____ Provided records
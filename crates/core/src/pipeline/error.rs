//! Errors that prevent a pipeline run from being carried out
//!
//! A failed fetch, a missing reference file or a failed load is recorded in the
//! [`PipelineReport`](super::PipelineReport) instead. A [`PipelineError`] is returned for
//! configuration the run cannot start with, for a table that lacks the columns a stage
//! requires, and for a run report that cannot be read or written.

use std::path::PathBuf;
use thiserror::Error;

use super::config::{ConfigError, PipelineStage};

#[derive(Error, Debug)]
pub enum PipelineError {
    /// Configuration values failed validation
    #[error("Invalid configuration: {0}")]
    InvalidConfig(String),

    #[error(transparent)]
    ConfigFile(#[from] ConfigError),

    /// The table handed to a stage does not have the shape it needs
    #[error("{stage} stage received malformed input: {source}")]
    Precondition {
        stage: PipelineStage,
        #[source]
        source: Box<dyn std::error::Error + Send + Sync>,
    },

    #[error("Run report {action} failed for {}: {source}", .path.display())]
    ReportIo {
        path: PathBuf,
        action: &'static str,
        #[source]
        source: std::io::Error,
    },

    #[error("Run report is not valid JSON: {0}")]
    ReportJson(#[from] serde_json::Error),
}

pub type PipelineResult<T> = Result<T, PipelineError>;

impl PipelineError {
    pub fn precondition<E>(stage: PipelineStage, source: E) -> Self
    where
        E: std::error::Error + Send + Sync + 'static,
    {
        Self::Precondition {
            stage,
            source: Box::new(source),
        }
    }

    pub fn report_io(
        path: impl Into<PathBuf>,
        action: &'static str,
        source: std::io::Error,
    ) -> Self {
        Self::ReportIo {
            path: path.into(),
            action,
            source,
        }
    }

    /// Stage whose input was malformed, if that is what went wrong
    pub fn stage(&self) -> Option<PipelineStage> {
        match self {
            PipelineError::Precondition { stage, .. } => Some(*stage),
            _ => None,
        }
    }

    /// Get a user-friendly error message for CLI output
    pub fn user_message(&self) -> String {
        match self {
            PipelineError::InvalidConfig(msg) => format!(
                "Invalid configuration: {msg}\n\nHint: Check the values in your ibge-etl.toml."
            ),
            PipelineError::ConfigFile(err) => err.user_message(),
            PipelineError::Precondition { .. } => format!(
                "{self}\n\nHint: The API response no longer has the expected columns."
            ),
            PipelineError::ReportIo { path, .. } => format!(
                "{self}\n\nHint: Check that {} is writable.",
                path.display()
            ),
            PipelineError::ReportJson(_) => self.to_string(),
        }
    }
}

#[cfg(test)]
mod tests {
    use super::*;
    use crate::table::TableError;

    #[test]
    fn test_precondition_names_stage() {
        let source = TableError::missing_column("id", &["codigo".to_string()]);
        let err = PipelineError::precondition(PipelineStage::Clean, source);
        assert!(err.to_string().starts_with("clean stage"));
        assert!(err.to_string().contains("id"));
        assert_eq!(err.stage(), Some(PipelineStage::Clean));
        assert!(err.user_message().contains("Hint:"));
    }

    #[test]
    fn test_report_io_includes_path() {
        let io_err = std::io::Error::new(std::io::ErrorKind::PermissionDenied, "access denied");
        let err = PipelineError::report_io("/var/run/report.json", "write", io_err);
        let display = err.to_string();
        assert!(display.contains("/var/run/report.json"));
        assert!(display.contains("write"));
        assert_eq!(err.stage(), None);
    }

    #[test]
    fn test_invalid_config_message() {
        let err = PipelineError::InvalidConfig("request_timeout_secs must be > 0".to_string());
        let msg = err.user_message();
        assert!(msg.contains("request_timeout_secs"));
        assert!(msg.contains("Hint:"));
    }
}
________
A word-for-word copy of the listing is the expected answer.

> **Completed exercise**:
filename crates/core/src/pipeline/error.rs
//! Errors that prevent a pipeline run from being carried out
//!
//! A failed fetch, a missing reference file or a failed load is recorded in the
//! [`PipelineReport`](super::PipelineReport) instead. A [`PipelineError`] is returned for
//! configuration the run cannot start with, for a table that lacks the columns a stage
//! requires, and for a run report that cannot be read or written.

use std::path::PathBuf;
use thiserror::Error;

use super::config::{ConfigError, PipelineStage};

#[derive(Error, Debug)]
pub enum PipelineError {
    /// Configuration values failed validation
    #[error("Invalid configuration: {0}")]
    InvalidConfig(String),

    #[error(transparent)]
    ConfigFile(#[from] ConfigError),

    /// The table handed to a stage does not have the shape it needs
    #[error("{stage} stage received malformed input: {source}")]
    Precondition {
        stage: PipelineStage,
        #[source]
        source: Box<dyn std::error::Error + Send + Sync>,
    },

    #[error("Run report {action} failed for {}: {source}", .path.display())]
    ReportIo {
        path: PathBuf,
        action: &'static str,
        #[source]
        source: std::io::Error,
    },

    #[error("Run report is not valid JSON: {0}")]
    ReportJson(#[from] serde_json::Error),
}

pub type PipelineResult<T> = Result<T, PipelineError>;

impl PipelineError {
    pub fn precondition<E>(stage: PipelineStage, source: E) -> Self
    where
        E: std::error::Error + Send + Sync + 'static,
    {
        Self::Precondition {
            stage,
            source: Box::new(source),
        }
    }

    pub fn report_io(
        path: impl Into<PathBuf>,
        action: &'static str,
        source: std::io::Error,
    ) -> Self {
        Self::ReportIo {
            path: path.into(),
            action,
            source,
        }
    }

    /// Stage whose input was malformed, if that is what went wrong
    pub fn stage(&self) -> Option<PipelineStage> {
        match self {
            PipelineError::Precondition { stage, .. } => Some(*stage),
            _ => None,
        }
    }

    /// Get a user-friendly error message for CLI output
    pub fn user_message(&self) -> String {
        match self {
            PipelineError::InvalidConfig(msg) => format!(
                "Invalid configuration: {msg}\n\nHint: Check the values in your ibge-etl.toml."
            ),
            PipelineError::ConfigFile(err) => err.user_message(),
            PipelineError::Precondition { .. } => format!(
                "{self}\n\nHint: The API response no longer has the expected columns."
            ),
            PipelineError::ReportIo { path, .. } => format!(
                "{self}\n\nHint: Check that {} is writable.",
                path.display()
            ),
            PipelineError::ReportJson(_) => self.to_string(),
        }
    }
}

#[cfg(test)]
mod tests {
    use super::*;
    use crate::table::TableError;

    #[test]
    fn test_precondition_names_stage() {
        let source = TableError::missing_column("id", &["codigo".to_string()]);
        let err = PipelineError::precondition(PipelineStage::Clean, source);
        assert!(err.to_string().starts_with("clean stage"));
        assert!(err.to_string().contains("id"));
        assert_eq!(err.stage(), Some(PipelineStage::Clean));
        assert!(err.user_message().contains("Hint:"));
    }

    #[test]
    fn test_report_io_includes_path() {
        let io_err = std::io::Error::new(std::io::ErrorKind::PermissionDenied, "access denied");
        let err = PipelineError::report_io("/var/run/report.json", "write", io_err);
        let display = err.to_string();
        assert!(display.contains("/var/run/report.json"));
        assert!(display.contains("write"));
        assert_eq!(err.stage(), None);
    }

    #[test]
    fn test_invalid_config_message() {
        let err = PipelineError::InvalidConfig("request_timeout_secs must be > 0".to_string());
        let msg = err.user_message();
        assert!(msg.contains("request_timeout_secs"));
        assert!(msg.contains("Hint:"));
    }
}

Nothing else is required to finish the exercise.